Но вот, впереди слева, показался большой двухэтажный дом Управления лагеря. Яркий свет горел едва ли не во всех его окнах. Издалека этот дом был похож на освещенный пассажирский пароход посреди темного океана.

Корнейко привел меня именно в Управление.

За дверью, перед дежурными, проверяющими пропуска у входящих, нас уже поджидал капитан в синей фуражке. Спросив мою фамилию, капитан отпустил Корнейко.

«Выходит, меня не поведут обратно на лагпункт», — подумал я.

— Подымайтесь на второй этаж, — приказал капитан. — Потом налево.

Я прошел по коридору.

— Сюда, пожалуйста, — капитан остановил меня перед одной из дверей.

Я повернулся к двери и, прочитав прикрепленную на ней табличку, буквально обмер. На табличке значилось: «НАЧАЛЬНИК КАРГОПОЛЬЛАГА МВД СССР ПОЛКОВНИК КОРОБИЦЫН».

Здесь, чтобы читателю стало понятно мое потрясение, необходимо сделать небольшое отступление.

Фамилия Коробицын была мне, как и всем мальчишкам-школьникам, известна с детских лет. О герое-пограничнике Коробицыне, в одиночку задержавшем и уничтожившем на границе с Финляндией группу опасных диверсантов и павшем в неравном бою, нам рассказывали на пионерских сборах. Его бой с нарушителями границы был изображен на плакатных картинках. Его имя было присвоено погранзаставам.

Имя полковника Коробицына постоянно звучало на просторах Каргопольлага.

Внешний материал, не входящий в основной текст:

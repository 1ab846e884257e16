use axum::{
    Router,
    extract::{FromRef, Request},
    http::{HeaderName, HeaderValue, Method, header},
    middleware::{self, Next},
    response::Response,
    routing::get,
};
use utoipa::{
    Modify, OpenApi,
    openapi::security::{HttpAuthScheme, HttpBuilder, SecurityScheme},
};
use utoipa_swagger_ui::SwaggerUi;

use tower::ServiceBuilder;
use tower_http::{
    cors::{Any, CorsLayer},
    request_id::{MakeRequestUuid, PropagateRequestIdLayer, SetRequestIdLayer},
    trace::{DefaultOnResponse, TraceLayer},
};
use tracing::{Level, Span};

// --- Module Structure ---

// Core application services and components.
pub mod auth;
pub mod cache;
pub mod config;
pub mod error;
pub mod handlers;
pub mod models;
pub mod password;
pub mod repository;
pub mod service;
pub mod shutdown;
pub mod storage;
pub mod tokens;

// Module for routing segregation (Public, Authenticated, Admin).
pub mod routes;
use auth::{AdminUser, AuthUser};
use routes::{admin, authenticated, public};

// --- Public Re-exports ---

pub use cache::{CacheState, MockCache, RedisCache};
pub use config::AppConfig;
pub use error::{AppError, AppResult};
pub use repository::{PostgresRepository, RepositoryState};
pub use service::BlogService;
pub use storage::{LocalStorage, MockStorageService, StorageState};
pub use tokens::TokenService;

/// ApiDoc
///
/// Aggregates every `#[utoipa::path]` handler and `ToSchema` model into the OpenAPI
/// document served at `/api-docs/openapi.json` and rendered by Swagger UI at `/docs`.
#[derive(OpenApi)]
#[openapi(
    paths(
        handlers::users::register_user, handlers::users::login_user,
        handlers::users::refresh_token, handlers::users::logout_user, handlers::users::get_me,
        handlers::categories::list_categories, handlers::categories::get_category,
        handlers::categories::create_category, handlers::categories::update_category,
        handlers::categories::delete_category,
        handlers::post_types::list_post_types, handlers::post_types::get_post_type,
        handlers::post_types::create_post_type, handlers::post_types::update_post_type,
        handlers::post_types::delete_post_type,
        handlers::posts::list_posts, handlers::posts::get_post, handlers::posts::get_main_posts,
        handlers::posts::create_post, handlers::posts::update_post, handlers::posts::delete_post,
        handlers::posts::upload_image, handlers::posts::get_image,
        handlers::health::health_check,
    ),
    components(
        schemas(
            models::Role, models::UserProfile, models::Category, models::CategoryDetail,
            models::PostType, models::Post, models::PostCategoryEntry, models::PostDetail,
            models::RegisterRequest, models::LoginRequest, models::CategoryRequest,
            models::PostTypeRequest, models::CategoryInput, models::CreatePostRequest,
            models::UpdatePostRequest, models::LoginResponse, models::RefreshResponse,
            models::CreatedId, models::RegisteredUser, models::MessageResponse,
            models::ImageUploadResponse, models::HealthResponse,
        )
    ),
    modifiers(&BearerAuth),
    tags(
        (name = "users", description = "Registration and sessions"),
        (name = "categories", description = "Category management"),
        (name = "post-types", description = "Post type management"),
        (name = "posts", description = "Posts and images"),
        (name = "health", description = "Liveness")
    )
)]
pub struct ApiDoc;

/// Registers the `bearer_auth` scheme referenced by the guarded paths.
struct BearerAuth;

impl Modify for BearerAuth {
    fn modify(&self, openapi: &mut utoipa::openapi::OpenApi) {
        if let Some(components) = openapi.components.as_mut() {
            components.add_security_scheme(
                "bearer_auth",
                SecurityScheme::Http(
                    HttpBuilder::new()
                        .scheme(HttpAuthScheme::Bearer)
                        .bearer_format("JWT")
                        .build(),
                ),
            );
        }
    }
}

/// AppState
///
/// Implements the **Unified State Pattern**: one cloneable container holding every
/// service built in `main`. Handlers take `State<AppState>`; extractors pull single
/// members through the `FromRef` impls below.
#[derive(Clone)]
pub struct AppState {
    /// Repository Layer: Postgres access behind the `Repository` trait.
    pub repo: RepositoryState,
    /// Storage Layer: uploaded images.
    pub storage: StorageState,
    /// Cache Layer: Redis, liveness probe only.
    pub cache: CacheState,
    /// Configuration: The loaded, immutable environment configuration.
    pub config: AppConfig,
    /// Token issuing and verification, derived from `config`.
    pub tokens: TokenService,
    /// Entity rules, sharing `repo` and `tokens`.
    pub blog: BlogService,
}

impl AppState {
    pub fn new(
        repo: RepositoryState,
        storage: StorageState,
        cache: CacheState,
        config: AppConfig,
    ) -> Self {
        let tokens = TokenService::new(&config);
        let blog = BlogService::new(repo.clone(), tokens.clone(), config.main_posts_per_category);
        Self {
            repo,
            storage,
            cache,
            config,
            tokens,
            blog,
        }
    }
}

// --- Axum FromRef Extractor Implementations ---

impl FromRef<AppState> for RepositoryState {
    fn from_ref(app_state: &AppState) -> RepositoryState {
        app_state.repo.clone()
    }
}

impl FromRef<AppState> for StorageState {
    fn from_ref(app_state: &AppState) -> StorageState {
        app_state.storage.clone()
    }
}

impl FromRef<AppState> for CacheState {
    fn from_ref(app_state: &AppState) -> CacheState {
        app_state.cache.clone()
    }
}

impl FromRef<AppState> for AppConfig {
    fn from_ref(app_state: &AppState) -> AppConfig {
        app_state.config.clone()
    }
}

impl FromRef<AppState> for TokenService {
    fn from_ref(app_state: &AppState) -> TokenService {
        app_state.tokens.clone()
    }
}

/// auth_middleware
///
/// Guards `authenticated_routes`. Extracting `AuthUser` is the whole check: a missing
/// credential rejects with 401 and an invalid one with 403 before the handler runs.
async fn auth_middleware(_auth_user: AuthUser, request: Request, next: Next) -> Response {
    next.run(request).await
}

/// admin_middleware
///
/// Guards `admin_routes` with the role gate (`AdminUser`): 401/403 from
/// authentication, 404 when the user row is gone, 403 for non-admins.
async fn admin_middleware(_admin: AdminUser, request: Request, next: Next) -> Response {
    next.run(request).await
}

fn cors_layer(config: &AppConfig) -> CorsLayer {
    let origin = config
        .cors_origin
        .as_deref()
        .and_then(|origin| HeaderValue::from_str(origin).ok());

    match origin {
        // Credentials (the refresh cookie) are only allowed for an explicit origin.
        Some(origin) => CorsLayer::new()
            .allow_origin(origin)
            .allow_methods([
                Method::GET,
                Method::POST,
                Method::PUT,
                Method::DELETE,
                Method::OPTIONS,
            ])
            .allow_headers([header::AUTHORIZATION, header::CONTENT_TYPE])
            .allow_credentials(true),
        None => CorsLayer::new()
            .allow_methods(Any)
            .allow_origin(Any)
            .allow_headers(Any),
    }
}

/// create_router
///
/// Assembles the application's routing structure, applies global and scoped
/// middleware, and registers the application state.
pub fn create_router(state: AppState) -> Router {
    // 1. CORS Configuration
    let cors = cors_layer(&state.config);

    // Header name constant for Request Correlation.
    let x_request_id = HeaderName::from_static("x-request-id");

    // 2. API Router Assembly, mounted under /api.
    let api = Router::new()
        .merge(public::public_routes())
        .merge(
            authenticated::authenticated_routes()
                .route_layer(middleware::from_fn_with_state(state.clone(), auth_middleware)),
        )
        .merge(
            admin::admin_routes()
                .route_layer(middleware::from_fn_with_state(state.clone(), admin_middleware)),
        );

    let base_router = Router::new()
        // Documentation: Serve the auto-generated Swagger UI.
        .merge(SwaggerUi::new("/docs").url("/api-docs/openapi.json", ApiDoc::openapi()))
        .route("/health", get(handlers::health::health_check))
        .nest("/api", api)
        .with_state(state);

    // 3. Observability and Correlation Layers
    base_router
        .layer(
            ServiceBuilder::new()
                // 3a. Request ID Generation: a UUID for every incoming request.
                .layer(SetRequestIdLayer::new(x_request_id.clone(), MakeRequestUuid))
                // 3b. Request Tracing: one span per request, tagged with the request ID.
                .layer(
                    TraceLayer::new_for_http()
                        .make_span_with(trace_span_logger)
                        .on_response(
                            DefaultOnResponse::new()
                                .level(Level::INFO)
                                .latency_unit(tower_http::LatencyUnit::Millis),
                        ),
                )
                // 3c. Request ID Propagation: echoes x-request-id back to the client.
                .layer(PropagateRequestIdLayer::new(x_request_id)),
        )
        // 4. CORS Layer
        .layer(cors)
}

/// trace_span_logger
///
/// Builds the `TraceLayer` span so every log line of a request carries its
/// `x-request-id` alongside the method and URI.
fn trace_span_logger(request: &axum::http::Request<axum::body::Body>) -> Span {
    let request_id = request
        .headers()
        .get("x-request-id")
        .and_then(|value| value.to_str().ok())
        .unwrap_or("unknown");

    tracing::info_span!(
        "http_request",
        method = ?request.method(),
        uri = ?request.uri(),
        req_id = %request_id,
    )
}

Как начальник лагеря, в распоряжении которого находились более ста тысяч заключенных, в том числе специалистов самых разных специальностей, свои железнодорожные ветки и службы, и как начальник лагеря, расположенного на территории двух таких крупных областей, как Архангельская и Вологодская, Коробицын обладал большей властью, чем первые секретари обкомов партии этих областей. Он мог помочь им рабочей силой, например, для уборки урожая, построить где надо мосты, обеспечить медицинскими, инженерными и другими консультантами столичного уровня. О безграничности власти Коробицина в самом Каргопольлаге не приходится и говорить. Ходили слухи, что своим продвижением на высокие посты в системе МВД Коробицын обязан родственным связям со знаменитым пограничником и является чуть ли не его родным братом.

Итак, я стою перед дверью в кабинет всесильного начальника. «Зачем? Почему? За что?» — вертится в моей голове.

— Входи. Вас ждут, — путается в местоимениях капитан, видимо, с непривычки говорить с заключенными на «вы».

Мы входим в приемную. Капитан остается в ней, а я по его знаку открываю массивную дверь и вхожу в кабинет.

Передо мной за массивным письменным столом сидел человек в полковничьем мундире, лет сорока с лишним. Голова его была обрита наголо. Я остановился возле двери. Коробицын продолжал некоторое время перебирать на столе бумаги. Затем он поднял голову и внимательно оглядел меня.